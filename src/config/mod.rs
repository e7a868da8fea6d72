//! Configuration module for gbenchdiff
//!
//! Combines CLI arguments with environment values and validates the result.
//!
//! # Priority Logic
//!
//! Configuration values are resolved with the following priority:
//!
//! 1. CLI parameters (highest priority)
//! 2. `GBENCHDIFF_ALPHA` / `GBENCHDIFF_FILTER` environment variables
//! 3. Hardcoded defaults
//!
//! # Usage
//!
//! ```rust
//! use gbenchdiff::config::{AppConfig, CliArgs};
//! use std::path::PathBuf;
//!
//! let cli_args = CliArgs {
//!     old: PathBuf::from("old.json"),
//!     new: PathBuf::from("new.json"),
//!     no_ctx: false,
//!     with_cpu: true,
//!     filter: Some("^BM_foo/".to_owned()),
//!     alpha: None,
//! };
//!
//! let config = AppConfig::from_cli(cli_args)?;
//! assert!(config.with_cpu());
//! # Ok::<(), gbenchdiff::ConfigError>(())
//! ```

pub mod app_config;
pub mod env_reader;

pub use app_config::{AppConfig, CliArgs, ConfigBuilder, DEFAULT_ALPHA};
pub use env_reader::{EnvReader, SystemEnvReader};

use thiserror::Error;

/// Configuration errors
#[derive(Debug, Clone, PartialEq, Eq, Error)]
pub enum ConfigError {
    /// Benchmark name filter is not a valid regular expression
    #[error("invalid filter regex '{pattern}': {message}")]
    InvalidFilter { pattern: String, message: String },
    /// Significance level is not a number in (0, 1)
    #[error("invalid significance level '{value}' (expected a number between 0 and 1, exclusive)")]
    InvalidAlpha { value: String },
}
//! Error handling module
//!
//! This module provides unified error handling for gbenchdiff.

use std::fmt;
use std::path::{Path, PathBuf};

use crate::config::ConfigError;
use crate::report::ContextMismatch;

/// Result type alias for the application
pub type Result<T> = std::result::Result<T, Error>;

/// Main error type for the application
#[derive(Debug)]
pub enum Error {
    /// Reading a result file or writing the report failed
    Io {
        path: Option<PathBuf>,
        source: std::io::Error,
    },
    /// A result file is not valid benchmark JSON
    Json {
        path: Option<PathBuf>,
        source: serde_json::Error,
    },
    /// The two result files were produced on different machines
    Context(ContextMismatch),
    /// A benchmark reports times in different units in the two files
    TimeUnitMismatch {
        name: String,
        old: String,
        new: String,
    },
    /// Configuration errors
    Config(ConfigError),
}

impl Error {
    /// Attach the file path an IO error occurred on
    pub fn io_at(path: impl AsRef<Path>, source: std::io::Error) -> Self {
        Error::Io {
            path: Some(path.as_ref().to_path_buf()),
            source,
        }
    }

    /// Attach the file path a decoding error occurred on
    pub fn json_at(path: impl AsRef<Path>, source: serde_json::Error) -> Self {
        Error::Json {
            path: Some(path.as_ref().to_path_buf()),
            source,
        }
    }

    /// Attach a path to errors that were raised without one
    pub fn with_path(self, path: impl AsRef<Path>) -> Self {
        match self {
            Error::Io { path: None, source } => Error::io_at(path, source),
            Error::Json { path: None, source } => Error::json_at(path, source),
            other => other,
        }
    }
}

impl fmt::Display for Error {
    fn fmt(&self, f: &mut fmt::Formatter<'_>) -> fmt::Result {
        match self {
            Error::Io {
                path: Some(path),
                source,
            } => write!(f, "{}: {source}", path.display()),
            Error::Io { path: None, source } => write!(f, "IO error: {source}"),
            Error::Json {
                path: Some(path),
                source,
            } => write!(f, "{}: invalid benchmark JSON: {source}", path.display()),
            Error::Json { path: None, source } => write!(f, "invalid benchmark JSON: {source}"),
            Error::Context(mismatch) => write!(f, "context check failed: {mismatch}"),
            Error::TimeUnitMismatch { name, old, new } => write!(
                f,
                "benchmark {name} has different time units: old={old}, new={new}"
            ),
            Error::Config(err) => write!(f, "{err}"),
        }
    }
}

impl std::error::Error for Error {
    fn source(&self) -> Option<&(dyn std::error::Error + 'static)> {
        match self {
            Error::Io { source, .. } => Some(source),
            Error::Json { source, .. } => Some(source),
            Error::Context(mismatch) => Some(mismatch),
            Error::TimeUnitMismatch { .. } => None,
            Error::Config(err) => Some(err),
        }
    }
}

impl From<std::io::Error> for Error {
    fn from(source: std::io::Error) -> Self {
        Error::Io { path: None, source }
    }
}

impl From<serde_json::Error> for Error {
    fn from(source: serde_json::Error) -> Self {
        Error::Json { path: None, source }
    }
}

impl From<ContextMismatch> for Error {
    fn from(mismatch: ContextMismatch) -> Self {
        Error::Context(mismatch)
    }
}

impl From<ConfigError> for Error {
    fn from(err: ConfigError) -> Self {
        Error::Config(err)
    }
}
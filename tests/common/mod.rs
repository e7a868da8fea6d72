//! Shared fixtures for gbenchdiff integration tests
//!
//! [`ResultFile`] builds Google Benchmark JSON documents and
//! [`Workspace`] writes them into a temporary directory.

use serde_json::{json, Value};
use std::error::Error;
use std::fs;
use std::path::PathBuf;
use tempfile::TempDir;

/// Main result type for the fixtures
pub type Result<T = ()> = std::result::Result<T, Box<dyn Error>>;

/// Builder for one benchmark result file
#[derive(Debug, Clone)]
pub struct ResultFile {
    num_cpus: u32,
    mhz_per_cpu: u32,
    cpu_scaling_enabled: bool,
    caches: Vec<Value>,
    benchmarks: Vec<Value>,
}

impl Default for ResultFile {
    fn default() -> Self {
        Self {
            num_cpus: 8,
            mhz_per_cpu: 3600,
            cpu_scaling_enabled: false,
            caches: vec![
                json!({"type": "Data", "level": 1, "size": 32768, "num_sharing": 2}),
                json!({"type": "Unified", "level": 2, "size": 262144, "num_sharing": 2}),
            ],
            benchmarks: Vec::new(),
        }
    }
}

#[allow(dead_code)]
impl ResultFile {
    pub fn new() -> Self {
        Self::default()
    }

    pub fn with_num_cpus(mut self, num_cpus: u32) -> Self {
        self.num_cpus = num_cpus;
        self
    }

    pub fn with_mhz_per_cpu(mut self, mhz: u32) -> Self {
        self.mhz_per_cpu = mhz;
        self
    }

    /// Add one `iteration` row per value; cpu time is 98% of real time
    pub fn with_repetitions(self, name: &str, real_times: &[f64]) -> Self {
        self.with_repetitions_in(name, "ns", real_times)
    }

    pub fn with_repetitions_in(mut self, name: &str, unit: &str, real_times: &[f64]) -> Self {
        for (index, real) in real_times.iter().enumerate() {
            self.benchmarks.push(json!({
                "name": name,
                "family_index": 0,
                "run_name": name,
                "run_type": "iteration",
                "repetitions": real_times.len(),
                "repetition_index": index,
                "threads": 1,
                "iterations": 1_000_000,
                "real_time": real,
                "cpu_time": real * 0.98,
                "time_unit": unit,
            }));
        }
        self.with_mean_row(name, unit, real_times)
    }

    fn with_mean_row(mut self, name: &str, unit: &str, real_times: &[f64]) -> Self {
        let mean = real_times.iter().sum::<f64>() / real_times.len().max(1) as f64;
        self.benchmarks.push(json!({
            "name": format!("{name}_mean"),
            "run_name": name,
            "run_type": "aggregate",
            "aggregate_name": "mean",
            "repetitions": real_times.len(),
            "threads": 1,
            "iterations": real_times.len(),
            "real_time": mean,
            "cpu_time": mean * 0.98,
            "time_unit": unit,
        }));
        self
    }

    pub fn to_json(&self) -> Value {
        json!({
            "context": {
                "date": "2024-03-01T10:00:00+01:00",
                "host_name": "bench-host",
                "executable": "./string_bench",
                "num_cpus": self.num_cpus,
                "mhz_per_cpu": self.mhz_per_cpu,
                "cpu_scaling_enabled": self.cpu_scaling_enabled,
                "caches": self.caches,
                "load_avg": [0.25, 0.2, 0.1],
                "library_build_type": "release"
            },
            "benchmarks": self.benchmarks,
        })
    }
}

/// Temporary directory holding result files
pub struct Workspace {
    dir: TempDir,
}

#[allow(dead_code)]
impl Workspace {
    pub fn new() -> Result<Self> {
        Ok(Self {
            dir: TempDir::new()?,
        })
    }

    /// Write a result file and return its path
    pub fn write(&self, name: &str, file: &ResultFile) -> Result<PathBuf> {
        self.write_raw(name, &serde_json::to_string_pretty(&file.to_json())?)
    }

    /// Write arbitrary content and return its path
    pub fn write_raw(&self, name: &str, content: &str) -> Result<PathBuf> {
        let path = self.dir.path().join(name);
        fs::write(&path, content)?;
        Ok(path)
    }

    pub fn path(&self, name: &str) -> PathBuf {
        self.dir.path().join(name)
    }
}

/// Ten deterministic values spread around `base`
#[allow(dead_code)]
pub fn around(base: f64) -> Vec<f64> {
    (0..10).map(|i| base + f64::from(i) * base * 0.001).collect()
}
//! Google Benchmark JSON result model
//!
//! Mirrors the output of a benchmark binary run with
//! `--benchmark_out=<file> --benchmark_out_format=json`. Fields that are
//! missing from a file take their default values and unknown fields are
//! ignored, so files from older and newer library versions both load.

use serde::{Deserialize, Serialize};
use std::fmt;
use std::fs::File;
use std::io::{BufReader, Read};
use std::path::Path;
use tracing::debug;

use crate::error::{Error, Result};

/// `run_type` of a single repetition
pub const RUN_TYPE_ITERATION: &str = "iteration";

/// `run_type` of mean/median/stddev rows
pub const RUN_TYPE_AGGREGATE: &str = "aggregate";

/// Complete contents of one benchmark result file
#[derive(Debug, Clone, Default, PartialEq, Serialize, Deserialize)]
#[serde(default)]
pub struct BenchmarkReport {
    pub context: RunContext,
    pub benchmarks: Vec<BenchmarkRun>,
}

/// Machine description recorded by the benchmark library
#[derive(Debug, Clone, Default, PartialEq, Serialize, Deserialize)]
#[serde(default)]
pub struct RunContext {
    pub date: String,
    pub host_name: String,
    pub executable: String,
    pub num_cpus: u32,
    pub mhz_per_cpu: u32,
    pub cpu_scaling_enabled: bool,
    pub caches: Vec<CpuCache>,
}

#[derive(Debug, Clone, Default, PartialEq, Eq, Serialize, Deserialize)]
#[serde(default)]
pub struct CpuCache {
    #[serde(rename = "type")]
    pub kind: String,
    pub level: u32,
    pub size: u64,
    pub num_sharing: u32,
}

/// One row of the `benchmarks` array
#[derive(Debug, Clone, Default, PartialEq, Serialize, Deserialize)]
#[serde(default)]
pub struct BenchmarkRun {
    pub name: String,
    pub run_name: String,
    pub run_type: String,
    pub repetitions: u64,
    pub repetition_index: u64,
    pub threads: u32,
    pub iterations: u64,
    pub real_time: f64,
    pub cpu_time: f64,
    pub time_unit: String,
}

impl BenchmarkRun {
    /// Whether this row is a single repetition rather than an aggregate
    pub fn is_iteration(&self) -> bool {
        self.run_type == RUN_TYPE_ITERATION
    }
}

impl BenchmarkReport {
    /// Decode a report from any JSON reader
    ///
    /// Only the first JSON document is read; anything after it is ignored.
    pub fn from_reader<R: Read>(reader: R) -> Result<Self> {
        let mut de = serde_json::Deserializer::from_reader(reader);
        Ok(Self::deserialize(&mut de)?)
    }

    /// Open and decode a report file
    pub fn from_path<P: AsRef<Path>>(path: P) -> Result<Self> {
        let path = path.as_ref();
        let file = File::open(path).map_err(|e| Error::io_at(path, e))?;
        let report = Self::from_reader(BufReader::new(file)).map_err(|e| e.with_path(path))?;

        debug!(
            path = %path.display(),
            benchmarks = report.benchmarks.len(),
            executable = %report.context.executable,
            "loaded benchmark report"
        );
        Ok(report)
    }
}

/// First difference found between two run contexts
#[derive(Debug, Clone, PartialEq, Eq)]
pub enum ContextMismatch {
    CacheCount { old: usize, new: usize },
    CacheType { old: String, new: String },
    CacheLevel { old: u32, new: u32 },
    CacheSize { old: u64, new: u64 },
    NumCpus { old: u32, new: u32 },
    MhzPerCpu { old: u32, new: u32 },
    CpuScaling { old: bool, new: bool },
}

impl fmt::Display for ContextMismatch {
    fn fmt(&self, f: &mut fmt::Formatter<'_>) -> fmt::Result {
        match self {
            ContextMismatch::CacheCount { old, new } => {
                write!(f, "different number of CPU caches: {old} vs {new}")
            }
            ContextMismatch::CacheType { old, new } => {
                write!(f, "different type of CPU cache: {old} vs {new}")
            }
            ContextMismatch::CacheLevel { old, new } => {
                write!(f, "different CPU cache level: {old} vs {new}")
            }
            ContextMismatch::CacheSize { old, new } => {
                write!(f, "different CPU cache size: {old} vs {new}")
            }
            ContextMismatch::NumCpus { old, new } => {
                write!(f, "different number of CPUs: {old} vs {new}")
            }
            ContextMismatch::MhzPerCpu { old, new } => {
                write!(f, "different MHz/CPU: {old} vs {new}")
            }
            ContextMismatch::CpuScaling { old, new } => {
                write!(f, "different CPU scaling: {old} vs {new}")
            }
        }
    }
}

impl std::error::Error for ContextMismatch {}

impl CpuCache {
    /// Compare type, level and size; the sharing count is not compared
    pub fn ensure_compatible(&self, other: &CpuCache) -> std::result::Result<(), ContextMismatch> {
        if self.kind != other.kind {
            return Err(ContextMismatch::CacheType {
                old: self.kind.clone(),
                new: other.kind.clone(),
            });
        }
        if self.level != other.level {
            return Err(ContextMismatch::CacheLevel {
                old: self.level,
                new: other.level,
            });
        }
        if self.size != other.size {
            return Err(ContextMismatch::CacheSize {
                old: self.size,
                new: other.size,
            });
        }
        Ok(())
    }
}

impl RunContext {
    /// Check that two runs were measured on equivalent hardware
    ///
    /// Date, host name and executable are allowed to differ.
    pub fn ensure_compatible(&self, other: &RunContext) -> std::result::Result<(), ContextMismatch> {
        if self.caches.len() != other.caches.len() {
            return Err(ContextMismatch::CacheCount {
                old: self.caches.len(),
                new: other.caches.len(),
            });
        }
        self.caches
            .iter()
            .zip(&other.caches)
            .try_for_each(|(old, new)| old.ensure_compatible(new))?;

        if self.num_cpus != other.num_cpus {
            return Err(ContextMismatch::NumCpus {
                old: self.num_cpus,
                new: other.num_cpus,
            });
        }
        if self.mhz_per_cpu != other.mhz_per_cpu {
            return Err(ContextMismatch::MhzPerCpu {
                old: self.mhz_per_cpu,
                new: other.mhz_per_cpu,
            });
        }
        if self.cpu_scaling_enabled != other.cpu_scaling_enabled {
            return Err(ContextMismatch::CpuScaling {
                old: self.cpu_scaling_enabled,
                new: other.cpu_scaling_enabled,
            });
        }
        Ok(())
    }
}

#[cfg(test)]
mod tests {
    use super::*;
    use std::io::Cursor;

    const SAMPLE: &str = r#"{
      "context": {
        "date": "2024-03-01T10:00:00+01:00",
        "host_name": "bench-host",
        "executable": "./bench",
        "num_cpus": 8,
        "mhz_per_cpu": 3600,
        "cpu_scaling_enabled": false,
        "caches": [
          {"type": "Data", "level": 1, "size": 32768, "num_sharing": 2},
          {"type": "Unified", "level": 2, "size": 262144, "num_sharing": 2}
        ],
        "load_avg": [0.5, 0.4, 0.3],
        "library_build_type": "release"
      },
      "benchmarks": [
        {
          "name": "BM_foo/0",
          "family_index": 0,
          "run_name": "BM_foo/0",
          "run_type": "iteration",
          "repetitions": 2,
          "repetition_index": 0,
          "threads": 1,
          "iterations": 1000000,
          "real_time": 1.25,
          "cpu_time": 1.24,
          "time_unit": "ns"
        },
        {
          "name": "BM_foo/0_mean",
          "run_name": "BM_foo/0",
          "run_type": "aggregate",
          "aggregate_name": "mean",
          "repetitions": 2,
          "threads": 1,
          "iterations": 2,
          "real_time": 1.3,
          "cpu_time": 1.29,
          "time_unit": "ns"
        }
      ]
    }"#;

    /// **What is tested:** Decoding of a realistic result file
    /// **Why it is tested:** Files written by the benchmark library carry more fields than the model
    /// **Test conditions:** JSON with extra context and benchmark fields
    /// **Expectations:** Known fields are decoded, unknown fields ignored
    #[test]
    fn test_from_reader_decodes_known_fields() -> std::result::Result<(), Box<dyn std::error::Error>>
    {
        let report = BenchmarkReport::from_reader(Cursor::new(SAMPLE))?;

        assert_eq!(report.context.num_cpus, 8);
        assert_eq!(report.context.caches.len(), 2);
        assert_eq!(report.context.caches[1].kind, "Unified");
        assert_eq!(report.benchmarks.len(), 2);
        assert!(report.benchmarks[0].is_iteration());
        assert!(!report.benchmarks[1].is_iteration());
        assert_eq!(report.benchmarks[1].run_type, RUN_TYPE_AGGREGATE);
        assert_eq!(report.benchmarks[0].real_time, 1.25);
        Ok(())
    }

    /// **What is tested:** Decoding of a file without context
    /// **Why it is tested:** Hand-written or trimmed files should still be comparable with --no-ctx
    /// **Test conditions:** JSON with only a benchmarks array
    /// **Expectations:** Context takes default values
    #[test]
    fn test_from_reader_missing_context() -> std::result::Result<(), Box<dyn std::error::Error>> {
        let report = BenchmarkReport::from_reader(Cursor::new(r#"{"benchmarks": []}"#))?;
        assert_eq!(report.context, RunContext::default());
        assert!(report.benchmarks.is_empty());
        Ok(())
    }

    /// **What is tested:** Decoding failure on malformed JSON
    /// **Why it is tested:** Users must get a JSON error, not a panic
    /// **Test conditions:** Truncated JSON input
    /// **Expectations:** Error::Json without a path
    #[test]
    fn test_from_reader_invalid_json() {
        let result = BenchmarkReport::from_reader(Cursor::new("{\"benchmarks\": ["));
        assert!(matches!(result, Err(Error::Json { path: None, .. })));

        let result = BenchmarkReport::from_reader(Cursor::new(""));
        assert!(matches!(result, Err(Error::Json { path: None, .. })));
    }

    /// **What is tested:** Data following the report document
    /// **Why it is tested:** Result files with a second document or trailing text must still load
    /// **Test conditions:** A report followed by a log line and by a second report
    /// **Expectations:** The first document is decoded, the rest is ignored
    #[test]
    fn test_from_reader_ignores_trailing_data() -> std::result::Result<(), Box<dyn std::error::Error>>
    {
        let input = format!("{SAMPLE}\nbenchmark finished\n");
        let report = BenchmarkReport::from_reader(Cursor::new(input))?;
        assert_eq!(report.context.num_cpus, 8);

        let input = format!("{SAMPLE}{{\"context\": {{\"num_cpus\": 2}}}}");
        let report = BenchmarkReport::from_reader(Cursor::new(input))?;
        assert_eq!(report.context.num_cpus, 8);
        Ok(())
    }

    /// **What is tested:** Context compatibility rules
    /// **Why it is tested:** Comparisons across different hardware are meaningless
    /// **Test conditions:** Contexts differing in date only, in cache size, in CPU count and in scaling
    /// **Expectations:** Date differences pass; every hardware difference is reported
    #[test]
    fn test_context_compatibility() -> std::result::Result<(), Box<dyn std::error::Error>> {
        let base = BenchmarkReport::from_reader(Cursor::new(SAMPLE))?.context;

        let mut other = base.clone();
        other.date = "2025-01-01T00:00:00+00:00".to_owned();
        other.host_name = "other-host".to_owned();
        other.caches[0].num_sharing = 4;
        assert_eq!(base.ensure_compatible(&other), Ok(()));

        let mut other = base.clone();
        other.caches[1].size = 524288;
        assert_eq!(
            base.ensure_compatible(&other),
            Err(ContextMismatch::CacheSize {
                old: 262144,
                new: 524288
            })
        );

        let mut other = base.clone();
        other.caches.pop();
        assert_eq!(
            base.ensure_compatible(&other).map_err(|e| e.to_string()),
            Err("different number of CPU caches: 2 vs 1".to_owned())
        );

        let mut other = base.clone();
        other.num_cpus = 4;
        other.cpu_scaling_enabled = true;
        // CPU count is checked before scaling
        assert_eq!(
            base.ensure_compatible(&other),
            Err(ContextMismatch::NumCpus { old: 8, new: 4 })
        );

        let mut other = base.clone();
        other.cpu_scaling_enabled = true;
        assert_eq!(
            base.ensure_compatible(&other),
            Err(ContextMismatch::CpuScaling {
                old: false,
                new: true
            })
        );
        Ok(())
    }

    /// **What is tested:** Order of the per-cache checks
    /// **Why it is tested:** The first differing attribute names the mismatch: type, then level, then size
    /// **Test conditions:** Caches differing in type and level, in level and size, and in type alone
    /// **Expectations:** CacheType before CacheLevel before CacheSize, with readable messages
    #[test]
    fn test_cache_check_order() -> std::result::Result<(), Box<dyn std::error::Error>> {
        let base = BenchmarkReport::from_reader(Cursor::new(SAMPLE))?.context;

        let mut other = base.clone();
        other.caches[0].kind = "Instruction".to_owned();
        other.caches[0].level = 2;
        other.caches[0].size = 65536;
        let mismatch = base.ensure_compatible(&other).unwrap_err();
        assert_eq!(
            mismatch,
            ContextMismatch::CacheType {
                old: "Data".to_owned(),
                new: "Instruction".to_owned()
            }
        );
        assert_eq!(
            mismatch.to_string(),
            "different type of CPU cache: Data vs Instruction"
        );

        let mut other = base.clone();
        other.caches[1].level = 3;
        other.caches[1].size = 8_388_608;
        let mismatch = base.ensure_compatible(&other).unwrap_err();
        assert_eq!(mismatch, ContextMismatch::CacheLevel { old: 2, new: 3 });
        assert_eq!(mismatch.to_string(), "different CPU cache level: 2 vs 3");

        // a cache mismatch is reported before CPU differences
        let mut other = base.clone();
        other.caches[1].kind = "Data".to_owned();
        other.num_cpus = 16;
        assert_eq!(
            base.ensure_compatible(&other),
            Err(ContextMismatch::CacheType {
                old: "Unified".to_owned(),
                new: "Data".to_owned()
            })
        );
        Ok(())
    }
}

**ASSIGNMENT:**
From the records above, count how many lines hold the string "Main", then give only that number.

**WORKED SOLUTION:**
2